L’Unione Europea e lo spreco di cibo, si litiga su definizioni terminologiche
È da un po’ che non mettiamo il naso nei lavori dei parlamentari dell’Unione Europea, ed ora un recente comunicato di SlowFood ci dà l’occasione di riprendere un tema che abbiamo trattato più volte: riguarda la faccenda dello spreco di cibo.
Lo scorso 16 maggio 2017 il Parlamento della UE ha approvato, ad ampia maggioranza, una relazione firmata da Biljana Borzan (europarlamentare croata del gruppo Socialisti e Democratici) che sollecitava la Commissione Europea e gli Stati membri ad adottare una serie di misure volte a ridurre del 30% entro il 2025 e del 50% entro il 2030 le 88 tonnellate di spreco alimentare annuo dell’Unione Europea, così come previsto dagli Obiettivi di Sviluppo Sostenibile delle Nazioni Unite.
Sono sotto gli occhi di tutti le iniziative di Francia e Italia in questo ambito, avendo emanato leggi miranti a contrastare lo spreco di cibo nei ristoranti e ad agevolare la donazione di prodotti alimentari a fini di solidarietà sociale.
Entro la fine di novembre si dovrebbero concludere i negoziati tra Parlamento, Consiglio e Commissione Europea per decidere i prossimi 13 anni di politica sullo spreco alimentare. Ebbene, già si sa che non sarà facile raggiungere un accordo per la formulazione di una Direttiva con una definizione condivisa di “spreco” e perdite alimentari e nemmeno con la individuazione di linee guida per agevolare le donazioni di surplus di cibo a enti caritatevoli.
E questionano pure sulla metodologia di calcolo: gli attori del terzo settore vorrebbero che, oltre a misurare la quantità di cibo sprecato o perso nel corso della filiera, si calcolasse anche la quantità di cibo recuperato.

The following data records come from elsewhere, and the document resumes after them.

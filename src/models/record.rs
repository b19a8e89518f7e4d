// Canonical record model: the normalized row representation returned to all
// callers regardless of backend
use chrono::{DateTime, SecondsFormat, Utc};
use serde::de::DeserializeOwned;
use serde::{Deserialize, Serialize};
use serde_json::{json, Value};
use std::sync::Arc;

use crate::error::FrameError;

/// A normalized column value. Integers widen to 64-bit, floats to 64-bit,
/// temporal values carry a timezone.
#[derive(Debug, Clone, Serialize, Deserialize, PartialEq)]
#[serde(rename_all = "lowercase")]
pub enum CanonicalValue {
    Null,
    Bool(bool),
    Int(i64),
    Float(f64),
    Text(String),
    Bytes(Vec<u8>),
    Timestamp(DateTime<Utc>),
}

impl CanonicalValue {
    pub fn is_null(&self) -> bool {
        matches!(self, CanonicalValue::Null)
    }

    pub fn as_i64(&self) -> Option<i64> {
        match self {
            CanonicalValue::Int(v) => Some(*v),
            _ => None,
        }
    }

    pub fn as_f64(&self) -> Option<f64> {
        match self {
            CanonicalValue::Float(v) => Some(*v),
            CanonicalValue::Int(v) => Some(*v as f64),
            _ => None,
        }
    }

    pub fn as_str(&self) -> Option<&str> {
        match self {
            CanonicalValue::Text(v) => Some(v),
            _ => None,
        }
    }

    pub fn as_bool(&self) -> Option<bool> {
        match self {
            CanonicalValue::Bool(v) => Some(*v),
            _ => None,
        }
    }

    pub fn as_timestamp(&self) -> Option<DateTime<Utc>> {
        match self {
            CanonicalValue::Timestamp(v) => Some(*v),
            _ => None,
        }
    }

    /// JSON representation of a single value
    pub fn to_json(&self) -> Value {
        match self {
            CanonicalValue::Null => Value::Null,
            CanonicalValue::Bool(v) => json!(v),
            CanonicalValue::Int(v) => json!(v),
            CanonicalValue::Float(v) => serde_json::Number::from_f64(*v)
                .map(Value::Number)
                .unwrap_or(Value::Null),
            CanonicalValue::Text(v) => json!(v),
            CanonicalValue::Bytes(v) => json!(v),
            CanonicalValue::Timestamp(v) => {
                json!(v.to_rfc3339_opts(SecondsFormat::Micros, true))
            }
        }
    }
}

/// An ordered column-name to value mapping, normalized across drivers.
///
/// The column header is shared across every record of one result, so column
/// ordering is stable for all rows of the same query.
#[derive(Debug, Clone, PartialEq)]
pub struct CanonicalRecord {
    columns: Arc<Vec<String>>,
    values: Vec<CanonicalValue>,
}

impl CanonicalRecord {
    pub fn new(
        columns: Arc<Vec<String>>,
        values: Vec<CanonicalValue>,
    ) -> Result<Self, FrameError> {
        if columns.len() != values.len() {
            return Err(FrameError::Internal(format!(
                "record arity mismatch: {} columns, {} values",
                columns.len(),
                values.len()
            )));
        }
        Ok(Self { columns, values })
    }

    /// Column names in driver order.
    pub fn columns(&self) -> &[String] {
        &self.columns
    }

    /// Shared column header, for building sibling records of the same result.
    pub fn columns_arc(&self) -> Arc<Vec<String>> {
        Arc::clone(&self.columns)
    }

    pub fn len(&self) -> usize {
        self.values.len()
    }

    pub fn is_empty(&self) -> bool {
        self.values.is_empty()
    }

    /// Value by column name, first match wins.
    pub fn get(&self, column: &str) -> Option<&CanonicalValue> {
        self.columns
            .iter()
            .position(|c| c == column)
            .map(|idx| &self.values[idx])
    }

    /// Value by position.
    pub fn value_at(&self, idx: usize) -> Option<&CanonicalValue> {
        self.values.get(idx)
    }

    pub fn values(&self) -> &[CanonicalValue] {
        &self.values
    }

    /// Replace the value at a position, keeping the shared header. Used by
    /// processing hooks that rewrite single columns.
    pub fn with_value_at(mut self, idx: usize, value: CanonicalValue) -> Result<Self, FrameError> {
        if idx >= self.values.len() {
            return Err(FrameError::Internal(format!(
                "column index {} out of bounds for record of {} columns",
                idx,
                self.values.len()
            )));
        }
        self.values[idx] = value;
        Ok(self)
    }

    /// JSON object in driver column order.
    pub fn to_json(&self) -> Value {
        let mut obj = serde_json::Map::new();
        for (name, value) in self.columns.iter().zip(&self.values) {
            obj.insert(name.clone(), value.to_json());
        }
        Value::Object(obj)
    }

    /// Map the record onto a user type through serde, the way the original
    /// mapped result rows onto persistence entities.
    pub fn into_typed<T: DeserializeOwned>(self) -> Result<T, FrameError> {
        serde_json::from_value(self.to_json())
            .map_err(|e| FrameError::Internal(format!("record mapping failed: {}", e)))
    }
}

#[cfg(test)]
mod tests {
    use super::*;
    use chrono::TimeZone;

    fn header() -> Arc<Vec<String>> {
        Arc::new(vec!["id".to_string(), "name".to_string(), "score".to_string()])
    }

    #[test]
    fn test_arity_mismatch_rejected() {
        let result = CanonicalRecord::new(header(), vec![CanonicalValue::Int(1)]);
        assert!(result.is_err());
    }

    #[test]
    fn test_lookup_by_name_and_position() {
        let record = CanonicalRecord::new(
            header(),
            vec![
                CanonicalValue::Int(7),
                CanonicalValue::Text("alice".to_string()),
                CanonicalValue::Float(0.5),
            ],
        )
        .unwrap();

        assert_eq!(record.get("id").and_then(|v| v.as_i64()), Some(7));
        assert_eq!(record.get("name").and_then(|v| v.as_str()), Some("alice"));
        assert_eq!(record.value_at(2).and_then(|v| v.as_f64()), Some(0.5));
        assert!(record.get("missing").is_none());
    }

    #[test]
    fn test_json_keeps_column_order() {
        let record = CanonicalRecord::new(
            header(),
            vec![
                CanonicalValue::Int(1),
                CanonicalValue::Text("bob".to_string()),
                CanonicalValue::Null,
            ],
        )
        .unwrap();

        let json = record.to_json();
        let keys: Vec<&String> = json.as_object().unwrap().keys().collect();
        assert_eq!(keys, vec!["id", "name", "score"]);
        assert_eq!(json["score"], Value::Null);
    }

    #[test]
    fn test_timestamp_renders_rfc3339() {
        let ts = Utc.with_ymd_and_hms(2024, 5, 1, 12, 30, 0).unwrap();
        let value = CanonicalValue::Timestamp(ts);
        let rendered = value.to_json();
        assert!(rendered.as_str().unwrap().starts_with("2024-05-01T12:30:00"));
    }

    #[test]
    fn test_into_typed() {
        #[derive(Deserialize)]
        struct User {
            id: i64,
            name: String,
        }

        let record = CanonicalRecord::new(
            Arc::new(vec!["id".to_string(), "name".to_string()]),
            vec![
                CanonicalValue::Int(42),
                CanonicalValue::Text("carol".to_string()),
            ],
        )
        .unwrap();

        let user: User = record.into_typed().unwrap();
        assert_eq!(user.id, 42);
        assert_eq!(user.name, "carol");
    }

    #[test]
    fn test_with_value_at() {
        let record = CanonicalRecord::new(
            Arc::new(vec!["a".to_string()]),
            vec![CanonicalValue::Int(1)],
        )
        .unwrap();

        let updated = record.with_value_at(0, CanonicalValue::Int(2)).unwrap();
        assert_eq!(updated.value_at(0).and_then(|v| v.as_i64()), Some(2));
        assert!(updated.with_value_at(5, CanonicalValue::Null).is_err());
    }
}
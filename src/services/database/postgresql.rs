// PostgreSQL backend: reactive wire driver behind a deadpool connection pool
use std::pin::Pin;
use std::sync::Arc;
use std::task::{Context, Poll};
use std::time::Duration;

use async_trait::async_trait;
use bytes::BytesMut;
use deadpool_postgres::{Config as PoolConfig, ManagerConfig, Pool, PoolError, RecyclingMethod};
use futures::Stream;
use tokio_postgres::types::{to_sql_checked, IsNull, ToSql, Type};
use tokio_postgres::{NoTls, RowStream};

use crate::error::FrameError;
use crate::models::{
    CanonicalRecord, ConnectorDescriptor, DriverKind, ExecutionMode, LogicalQuery, ParamValue,
};
use crate::services::normalizer::{normalize_pg_row, pg_header};
use crate::sql::QueryType;

use super::backend::{ConnectorBackend, DriverConnection, PoolStatus, QueryOutcome};

/// Rewrite `?` placeholders into the `$1..$n` form the wire protocol expects,
/// skipping string literals, quoted identifiers and comments.
pub(crate) fn rewrite_placeholders(sql: &str) -> String {
    let mut out = String::with_capacity(sql.len() + 8);
    let mut ordinal = 0usize;
    let mut chars = sql.chars().peekable();

    while let Some(c) = chars.next() {
        match c {
            '\'' | '"' => {
                let quote = c;
                out.push(c);
                while let Some(inner) = chars.next() {
                    out.push(inner);
                    if inner == quote {
                        if chars.peek() == Some(&quote) {
                            out.push(quote);
                            chars.next();
                        } else {
                            break;
                        }
                    }
                }
            }
            '-' if chars.peek() == Some(&'-') => {
                out.push(c);
                out.push(chars.next().unwrap_or('-'));
                for inner in chars.by_ref() {
                    out.push(inner);
                    if inner == '\n' {
                        break;
                    }
                }
            }
            '?' => {
                ordinal += 1;
                out.push('$');
                out.push_str(&ordinal.to_string());
            }
            _ => out.push(c),
        }
    }

    out
}

/// Bind a ParamValue against whatever type the server inferred for the
/// placeholder. Integers narrow with a range check instead of wrapping.
impl ToSql for ParamValue {
    fn to_sql(
        &self,
        ty: &Type,
        out: &mut BytesMut,
    ) -> Result<IsNull, Box<dyn std::error::Error + Sync + Send>> {
        match self {
            ParamValue::Null => Ok(IsNull::Yes),
            ParamValue::Bool(v) => v.to_sql(ty, out),
            ParamValue::Int(v) => match *ty {
                Type::INT2 => i16::try_from(*v)?.to_sql(ty, out),
                Type::INT4 => i32::try_from(*v)?.to_sql(ty, out),
                _ => v.to_sql(ty, out),
            },
            ParamValue::Float(v) => match *ty {
                Type::FLOAT4 => (*v as f32).to_sql(ty, out),
                _ => v.to_sql(ty, out),
            },
            ParamValue::Text(v) => v.to_sql(ty, out),
            ParamValue::Bytes(v) => v.to_sql(ty, out),
            ParamValue::Timestamp(v) => match *ty {
                Type::TIMESTAMP => v.naive_utc().to_sql(ty, out),
                _ => v.to_sql(ty, out),
            },
        }
    }

    fn accepts(_ty: &Type) -> bool {
        true
    }

    to_sql_checked!();
}

/// Lazy record stream over a pooled PostgreSQL connection. The pooled object
/// rides along and returns to the pool exactly once, when the stream drops.
struct PgRecordStream {
    _conn: deadpool_postgres::Object,
    inner: Pin<Box<RowStream>>,
    columns: Option<Arc<Vec<String>>>,
    connector: String,
    statement: String,
}

impl Stream for PgRecordStream {
    type Item = Result<CanonicalRecord, FrameError>;

    fn poll_next(self: Pin<&mut Self>, cx: &mut Context<'_>) -> Poll<Option<Self::Item>> {
        let this = self.get_mut();
        match this.inner.as_mut().poll_next(cx) {
            Poll::Ready(Some(Ok(row))) => {
                let columns = this.columns.get_or_insert_with(|| pg_header(&row)).clone();
                Poll::Ready(Some(normalize_pg_row(&columns, &row)))
            }
            Poll::Ready(Some(Err(e))) => Poll::Ready(Some(Err(FrameError::execution(
                &this.connector,
                &this.statement,
                e,
            )))),
            Poll::Ready(None) => Poll::Ready(None),
            Poll::Pending => Poll::Pending,
        }
    }
}

/// Reactive connector backend over the PostgreSQL wire driver
pub struct PostgresBackend {
    descriptor: ConnectorDescriptor,
    pool: Pool,
}

impl PostgresBackend {
    pub fn new(descriptor: ConnectorDescriptor) -> Result<Self, FrameError> {
        let mut cfg = PoolConfig::new();
        cfg.url = Some(descriptor.url.clone());
        cfg.manager = Some(ManagerConfig {
            recycling_method: RecyclingMethod::Fast,
        });
        let mut pool_cfg = deadpool_postgres::PoolConfig::new(descriptor.pool.max_size);
        pool_cfg.timeouts.wait = Some(descriptor.pool.acquire_timeout());
        cfg.pool = Some(pool_cfg);

        tracing::info!(
            "Creating PostgreSQL pool for '{}' at {} (max_size: {})",
            descriptor.name,
            descriptor.masked_url(),
            descriptor.pool.max_size
        );

        let pool = cfg
            .create_pool(Some(deadpool_postgres::Runtime::Tokio1), NoTls)
            .map_err(|e| {
                FrameError::Connection(format!(
                    "failed to create pool for '{}': {}",
                    descriptor.name, e
                ))
            })?;

        Ok(Self { descriptor, pool })
    }

    async fn get_conn(&self) -> Result<deadpool_postgres::Object, FrameError> {
        self.pool.get().await.map_err(|e| match e {
            PoolError::Timeout(_) => FrameError::PoolTimeout {
                connector: self.descriptor.name.clone(),
                waited_ms: self.descriptor.pool.acquire_timeout_ms,
            },
            other => FrameError::Connection(format!(
                "failed to get connection from pool for '{}': {}",
                self.descriptor.name, other
            )),
        })
    }

    fn timeout_error(&self, statement: &str, what: &str, timeout_secs: u64) -> FrameError {
        FrameError::execution(
            &self.descriptor.name,
            statement,
            format!("{} timeout after {} seconds", what, timeout_secs),
        )
    }
}

#[async_trait]
impl ConnectorBackend for PostgresBackend {
    fn mode(&self) -> ExecutionMode {
        ExecutionMode::Reactive
    }

    fn driver(&self) -> DriverKind {
        DriverKind::Postgres
    }

    async fn acquire(&self) -> Result<DriverConnection, FrameError> {
        Ok(DriverConnection::Postgres(self.get_conn().await?))
    }

    async fn execute(
        &self,
        query: &LogicalQuery,
        query_type: QueryType,
        timeout_secs: u64,
    ) -> Result<QueryOutcome, FrameError> {
        let connector = self.descriptor.name.clone();
        let sql = rewrite_placeholders(&query.statement);
        let conn = self.get_conn().await?;
        let timeout = Duration::from_secs(timeout_secs);

        let stmt = tokio::time::timeout(timeout, conn.prepare_cached(&sql))
            .await
            .map_err(|_| self.timeout_error(&query.statement, "prepare", timeout_secs))?
            .map_err(|e| FrameError::execution(&connector, &query.statement, e))?;

        if query_type.is_read() {
            let params = query.params.iter().map(|p| p as &(dyn ToSql + Sync));
            let row_stream = tokio::time::timeout(timeout, conn.query_raw(&stmt, params))
                .await
                .map_err(|_| self.timeout_error(&query.statement, "query", timeout_secs))?
                .map_err(|e| FrameError::execution(&connector, &query.statement, e))?;

            Ok(QueryOutcome::Stream(Box::pin(PgRecordStream {
                _conn: conn,
                inner: Box::pin(row_stream),
                columns: None,
                connector,
                statement: query.statement.clone(),
            })))
        } else {
            let refs: Vec<&(dyn ToSql + Sync)> = query
                .params
                .iter()
                .map(|p| p as &(dyn ToSql + Sync))
                .collect();
            let affected = tokio::time::timeout(timeout, conn.execute(&stmt, &refs))
                .await
                .map_err(|_| self.timeout_error(&query.statement, "query", timeout_secs))?
                .map_err(|e| FrameError::execution(&connector, &query.statement, e))?;
            Ok(QueryOutcome::Affected(affected))
        }
    }

    async fn test_connection(&self) -> Result<(), FrameError> {
        let conn = self.get_conn().await?;
        conn.simple_query("SELECT 1")
            .await
            .map_err(|e| FrameError::Connection(format!("connection test failed: {}", e)))?;
        Ok(())
    }

    fn status(&self) -> PoolStatus {
        let status = self.pool.status();
        PoolStatus {
            size: status.size,
            available: status.available,
            max_size: status.max_size,
        }
    }

    async fn shutdown(&self) {
        self.pool.close();
    }
}
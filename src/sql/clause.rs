// WHERE clause composition with bound parameters
use crate::models::ParamValue;

/// Comparison operators supported by the condition builder
#[derive(Debug, Clone, Copy, PartialEq, Eq)]
pub enum ComparisonOperator {
    Eq,
    NotEq,
    Gt,
    Ge,
    Lt,
    Le,
    Like,
    NotLike,
    In,
    NotIn,
    IsNull,
    IsNotNull,
}

impl ComparisonOperator {
    fn as_sql(&self) -> &'static str {
        match self {
            ComparisonOperator::Eq => "=",
            ComparisonOperator::NotEq => "<>",
            ComparisonOperator::Gt => ">",
            ComparisonOperator::Ge => ">=",
            ComparisonOperator::Lt => "<",
            ComparisonOperator::Le => "<=",
            ComparisonOperator::Like => "LIKE",
            ComparisonOperator::NotLike => "NOT LIKE",
            ComparisonOperator::In => "IN",
            ComparisonOperator::NotIn => "NOT IN",
            ComparisonOperator::IsNull => "IS NULL",
            ComparisonOperator::IsNotNull => "IS NOT NULL",
        }
    }
}

/// A single column comparison. Values are always bound, never inlined into
/// the statement text.
#[derive(Debug, Clone)]
pub struct Condition {
    column: String,
    op: ComparisonOperator,
    values: Vec<ParamValue>,
}

impl Condition {
    fn single(column: impl Into<String>, op: ComparisonOperator, value: impl Into<ParamValue>) -> Self {
        Self {
            column: column.into(),
            op,
            values: vec![value.into()],
        }
    }

    pub fn eq(column: impl Into<String>, value: impl Into<ParamValue>) -> Self {
        Self::single(column, ComparisonOperator::Eq, value)
    }

    pub fn ne(column: impl Into<String>, value: impl Into<ParamValue>) -> Self {
        Self::single(column, ComparisonOperator::NotEq, value)
    }

    pub fn gt(column: impl Into<String>, value: impl Into<ParamValue>) -> Self {
        Self::single(column, ComparisonOperator::Gt, value)
    }

    pub fn ge(column: impl Into<String>, value: impl Into<ParamValue>) -> Self {
        Self::single(column, ComparisonOperator::Ge, value)
    }

    pub fn lt(column: impl Into<String>, value: impl Into<ParamValue>) -> Self {
        Self::single(column, ComparisonOperator::Lt, value)
    }

    pub fn le(column: impl Into<String>, value: impl Into<ParamValue>) -> Self {
        Self::single(column, ComparisonOperator::Le, value)
    }

    pub fn like(column: impl Into<String>, pattern: impl Into<String>) -> Self {
        Self::single(column, ComparisonOperator::Like, pattern.into())
    }

    pub fn not_like(column: impl Into<String>, pattern: impl Into<String>) -> Self {
        Self::single(column, ComparisonOperator::NotLike, pattern.into())
    }

    pub fn is_in<I, V>(column: impl Into<String>, values: I) -> Self
    where
        I: IntoIterator<Item = V>,
        V: Into<ParamValue>,
    {
        Self {
            column: column.into(),
            op: ComparisonOperator::In,
            values: values.into_iter().map(Into::into).collect(),
        }
    }

    pub fn not_in<I, V>(column: impl Into<String>, values: I) -> Self
    where
        I: IntoIterator<Item = V>,
        V: Into<ParamValue>,
    {
        Self {
            column: column.into(),
            op: ComparisonOperator::NotIn,
            values: values.into_iter().map(Into::into).collect(),
        }
    }

    pub fn is_null(column: impl Into<String>) -> Self {
        Self {
            column: column.into(),
            op: ComparisonOperator::IsNull,
            values: Vec::new(),
        }
    }

    pub fn is_not_null(column: impl Into<String>) -> Self {
        Self {
            column: column.into(),
            op: ComparisonOperator::IsNotNull,
            values: Vec::new(),
        }
    }

    pub(crate) fn render(&self, sql: &mut String, params: &mut Vec<ParamValue>) {
        match self.op {
            ComparisonOperator::IsNull | ComparisonOperator::IsNotNull => {
                sql.push_str(&self.column);
                sql.push(' ');
                sql.push_str(self.op.as_sql());
            }
            ComparisonOperator::In | ComparisonOperator::NotIn => {
                if self.values.is_empty() {
                    // Empty IN never matches; empty NOT IN always matches
                    sql.push_str(match self.op {
                        ComparisonOperator::In => "1 = 0",
                        _ => "1 = 1",
                    });
                    return;
                }
                sql.push_str(&self.column);
                sql.push(' ');
                sql.push_str(self.op.as_sql());
                sql.push_str(" (");
                for (i, value) in self.values.iter().enumerate() {
                    if i > 0 {
                        sql.push_str(", ");
                    }
                    sql.push('?');
                    params.push(value.clone());
                }
                sql.push(')');
            }
            _ => {
                sql.push_str(&self.column);
                sql.push(' ');
                sql.push_str(self.op.as_sql());
                sql.push_str(" ?");
                params.push(self.values[0].clone());
            }
        }
    }
}

#[derive(Debug, Clone, Copy, PartialEq, Eq)]
enum WhereDelimiter {
    And,
    Or,
}

/// Ordered chain of conditions joined by AND / OR
#[derive(Debug, Clone)]
pub struct WhereClause {
    conditions: Vec<(WhereDelimiter, Condition)>,
}

impl WhereClause {
    pub fn new(condition: Condition) -> Self {
        Self {
            conditions: vec![(WhereDelimiter::And, condition)],
        }
    }

    pub fn and(mut self, condition: Condition) -> Self {
        self.conditions.push((WhereDelimiter::And, condition));
        self
    }

    pub fn or(mut self, condition: Condition) -> Self {
        self.conditions.push((WhereDelimiter::Or, condition));
        self
    }

    pub(crate) fn render(&self, sql: &mut String, params: &mut Vec<ParamValue>) {
        sql.push_str(" WHERE ");
        for (i, (delimiter, condition)) in self.conditions.iter().enumerate() {
            if i > 0 {
                sql.push_str(match delimiter {
                    WhereDelimiter::And => " AND ",
                    WhereDelimiter::Or => " OR ",
                });
            }
            condition.render(sql, params);
        }
    }
}

impl From<Condition> for WhereClause {
    fn from(condition: Condition) -> Self {
        WhereClause::new(condition)
    }
}

/// Sort direction for ORDER BY declarations
#[derive(Debug, Clone, Copy, PartialEq, Eq)]
pub enum OrderByKeyword {
    Asc,
    Desc,
}

impl OrderByKeyword {
    pub(crate) fn as_sql(&self) -> &'static str {
        match self {
            OrderByKeyword::Asc => "ASC",
            OrderByKeyword::Desc => "DESC",
        }
    }
}

#[cfg(test)]
mod tests {
    use super::*;

    fn render(clause: &WhereClause) -> (String, Vec<ParamValue>) {
        let mut sql = String::new();
        let mut params = Vec::new();
        clause.render(&mut sql, &mut params);
        (sql, params)
    }

    #[test]
    fn test_simple_comparison() {
        let (sql, params) = render(&WhereClause::new(Condition::eq("age", 21)));
        assert_eq!(sql, " WHERE age = ?");
        assert_eq!(params, vec![ParamValue::Int(21)]);
    }

    #[test]
    fn test_and_or_chain() {
        let clause = WhereClause::new(Condition::gt("age", 18))
            .and(Condition::like("name", "a%"))
            .or(Condition::is_null("deleted_at"));
        let (sql, params) = render(&clause);
        assert_eq!(
            sql,
            " WHERE age > ? AND name LIKE ? OR deleted_at IS NULL"
        );
        assert_eq!(params.len(), 2);
    }

    #[test]
    fn test_in_expands_placeholders() {
        let (sql, params) = render(&WhereClause::new(Condition::is_in("id", [1, 2, 3])));
        assert_eq!(sql, " WHERE id IN (?, ?, ?)");
        assert_eq!(params.len(), 3);
    }

    #[test]
    fn test_empty_in_never_matches() {
        let (sql, params) = render(&WhereClause::new(Condition::is_in(
            "id",
            Vec::<i64>::new(),
        )));
        assert_eq!(sql, " WHERE 1 = 0");
        assert!(params.is_empty());
    }

    #[test]
    fn test_null_checks_bind_nothing() {
        let (sql, params) = render(&WhereClause::new(Condition::is_not_null("email")));
        assert_eq!(sql, " WHERE email IS NOT NULL");
        assert!(params.is_empty());
    }
}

Inoltre, nell’ambiente si rumoreggia che Consiglio e Commissione mirerebbero a limitare gli obiettivi di dimezzamento dello spreco alimentare solo al livello dei rivenditori e dei consumatori, mentre le stime dicono che fino al 59% dell’intero spreco alimentare UE si verifica invece lungo tutta la filiera alimentare, nelle fasi di produzione, ossia nelle aziende agricole, e nell’industria della trasformazione alimentare, prima cioè della vendita al dettaglio.
È innegabile che lo spreco di cibo costituisca un problema etico, oltre che economico e ambientale, ma quando la politica sovranazionale si impiccia e si arroga il diritto a decidere su questioni così elementari, non possiamo che interrogarci sulla funzione di questa “unione” europea.